──────── Source data

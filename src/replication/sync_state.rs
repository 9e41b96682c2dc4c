//! In-Sync Replica Set Registry
//!
//! Tracks which replicas the leader currently considers in sync. Two sets
//! are kept while a membership change is in flight with the supervisor: the
//! `local` set the leader enforces, and the `remote` set it has proposed but
//! not yet had acknowledged. While `synchronizing`, externally visible
//! membership is the union of both and the replica count is the max of
//! either endpoint, so acknowledgement requirements never relax mid-change.

use std::collections::{HashMap, HashSet};
use tokio::sync::RwLock;

/// Guarded membership state. One lock covers all four fields so readers
/// always observe a consistent (sets, flag, confirm offset) triple.
struct SyncSets {
    /// Membership the leader currently enforces
    local: HashSet<String>,
    /// Membership proposed to the supervisor, meaningful only while
    /// `synchronizing`
    remote: HashSet<String>,
    /// A proposal is awaiting supervisor acknowledgement
    synchronizing: bool,
    /// Offset replicated on every member of `local`; -1 until first computed
    confirm_offset: i64,
}

/// Registry of in-sync replicas plus the per-follower caught-up clock.
pub struct SyncStateSet {
    sets: RwLock<SyncSets>,
    /// follower address -> last wall-clock millis its ack reached the
    /// leader's max offset; merged by per-key monotonic max
    caught_up: RwLock<HashMap<String, i64>>,
}

impl SyncStateSet {
    pub fn new() -> Self {
        Self {
            sets: RwLock::new(SyncSets {
                local: HashSet::new(),
                remote: HashSet::new(),
                synchronizing: false,
                confirm_offset: -1,
            }),
            caught_up: RwLock::new(HashMap::new()),
        }
    }

    /// Snapshot of the locally enforced membership.
    pub async fn local_set(&self) -> HashSet<String> {
        self.sets.read().await.local.clone()
    }

    /// Externally visible membership: the union of local and proposed sets
    /// while a change is in flight, otherwise the local set.
    pub async fn effective_set(&self) -> HashSet<String> {
        let sets = self.sets.read().await;
        if sets.synchronizing {
            sets.local.union(&sets.remote).cloned().collect()
        } else {
            sets.local.clone()
        }
    }

    /// Replica count for acknowledgement requirements. While a change is in
    /// flight this is the max of both endpoints of the transition.
    pub async fn replica_count(&self) -> usize {
        let sets = self.sets.read().await;
        if sets.synchronizing {
            sets.local.len().max(sets.remote.len())
        } else {
            sets.local.len()
        }
    }

    pub async fn contains_local(&self, follower: &str) -> bool {
        self.sets.read().await.local.contains(follower)
    }

    pub async fn is_synchronizing(&self) -> bool {
        self.sets.read().await.synchronizing
    }

    /// Record a proposal: the given set is now pending supervisor
    /// acknowledgement.
    pub async fn mark_synchronizing(&self, proposal: HashSet<String>) {
        let mut sets = self.sets.write().await;
        sets.synchronizing = true;
        sets.remote = proposal;
    }

    /// Install a supervisor-acknowledged membership and its recomputed
    /// confirm offset; ends the in-flight proposal.
    pub async fn commit(&self, new_set: HashSet<String>, confirm_offset: i64) {
        let mut sets = self.sets.write().await;
        sets.synchronizing = false;
        sets.local = new_set;
        sets.remote.clear();
        sets.confirm_offset = confirm_offset;
    }

    /// Replace all membership state at once. Used when a role transition
    /// re-seeds the registry.
    pub async fn reset(&self, local: HashSet<String>, confirm_offset: i64) {
        let mut sets = self.sets.write().await;
        sets.synchronizing = false;
        sets.local = local;
        sets.remote.clear();
        sets.confirm_offset = confirm_offset;
    }

    pub async fn confirm_offset(&self) -> i64 {
        self.sets.read().await.confirm_offset
    }

    pub async fn set_confirm_offset(&self, offset: i64) {
        self.sets.write().await.confirm_offset = offset;
    }

    /// Merge a follower's caught-up timestamp by monotonic max.
    pub async fn update_caught_up(&self, follower: &str, ts_ms: i64) {
        let mut table = self.caught_up.write().await;
        let entry = table.entry(follower.to_string()).or_insert(0);
        *entry = (*entry).max(ts_ms);
    }

    pub async fn caught_up(&self, follower: &str) -> Option<i64> {
        self.caught_up.read().await.get(follower).copied()
    }

    /// Build a shrink proposal: the local set minus every member whose
    /// caught-up timestamp is older than `max_lag_ms`. Returns the proposal
    /// and whether anything was actually evicted. Does not mutate the sets.
    pub async fn shrink_proposal(&self, max_lag_ms: i64, now_ms: i64) -> (HashSet<String>, bool) {
        let mut proposal = self.local_set().await;
        let table = self.caught_up.read().await;
        let mut changed = false;
        for (follower, &last_caught_up) in table.iter() {
            if proposal.contains(follower) && now_ms - last_caught_up > max_lag_ms {
                proposal.remove(follower);
                changed = true;
            }
        }
        (proposal, changed)
    }
}

impl Default for SyncStateSet {
    fn default() -> Self {
        Self::new()
    }
}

────────────────

The task - Extract from the records above the lines from the one containing "awaiting supervisor acknowledgement" to the one containing "sets.synchronizing = true;", both lines included, exactly as they appear and with nothing else.

Answer space -
    /// A proposal is awaiting supervisor acknowledgement
    synchronizing: bool,
    /// Offset replicated on every member of `local`; -1 until first computed
    confirm_offset: i64,
}

/// Registry of in-sync replicas plus the per-follower caught-up clock.
pub struct SyncStateSet {
    sets: RwLock<SyncSets>,
    /// follower address -> last wall-clock millis its ack reached the
    /// leader's max offset; merged by per-key monotonic max
    caught_up: RwLock<HashMap<String, i64>>,
}

impl SyncStateSet {
    pub fn new() -> Self {
        Self {
            sets: RwLock::new(SyncSets {
                local: HashSet::new(),
                remote: HashSet::new(),
                synchronizing: false,
                confirm_offset: -1,
            }),
            caught_up: RwLock::new(HashMap::new()),
        }
    }

    /// Snapshot of the locally enforced membership.
    pub async fn local_set(&self) -> HashSet<String> {
        self.sets.read().await.local.clone()
    }

    /// Externally visible membership: the union of local and proposed sets
    /// while a change is in flight, otherwise the local set.
    pub async fn effective_set(&self) -> HashSet<String> {
        let sets = self.sets.read().await;
        if sets.synchronizing {
            sets.local.union(&sets.remote).cloned().collect()
        } else {
            sets.local.clone()
        }
    }

    /// Replica count for acknowledgement requirements. While a change is in
    /// flight this is the max of both endpoints of the transition.
    pub async fn replica_count(&self) -> usize {
        let sets = self.sets.read().await;
        if sets.synchronizing {
            sets.local.len().max(sets.remote.len())
        } else {
            sets.local.len()
        }
    }

    pub async fn contains_local(&self, follower: &str) -> bool {
        self.sets.read().await.local.contains(follower)
    }

    pub async fn is_synchronizing(&self) -> bool {
        self.sets.read().await.synchronizing
    }

    /// Record a proposal: the given set is now pending supervisor
    /// acknowledgement.
    pub async fn mark_synchronizing(&self, proposal: HashSet<String>) {
        let mut sets = self.sets.write().await;
        sets.synchronizing = true;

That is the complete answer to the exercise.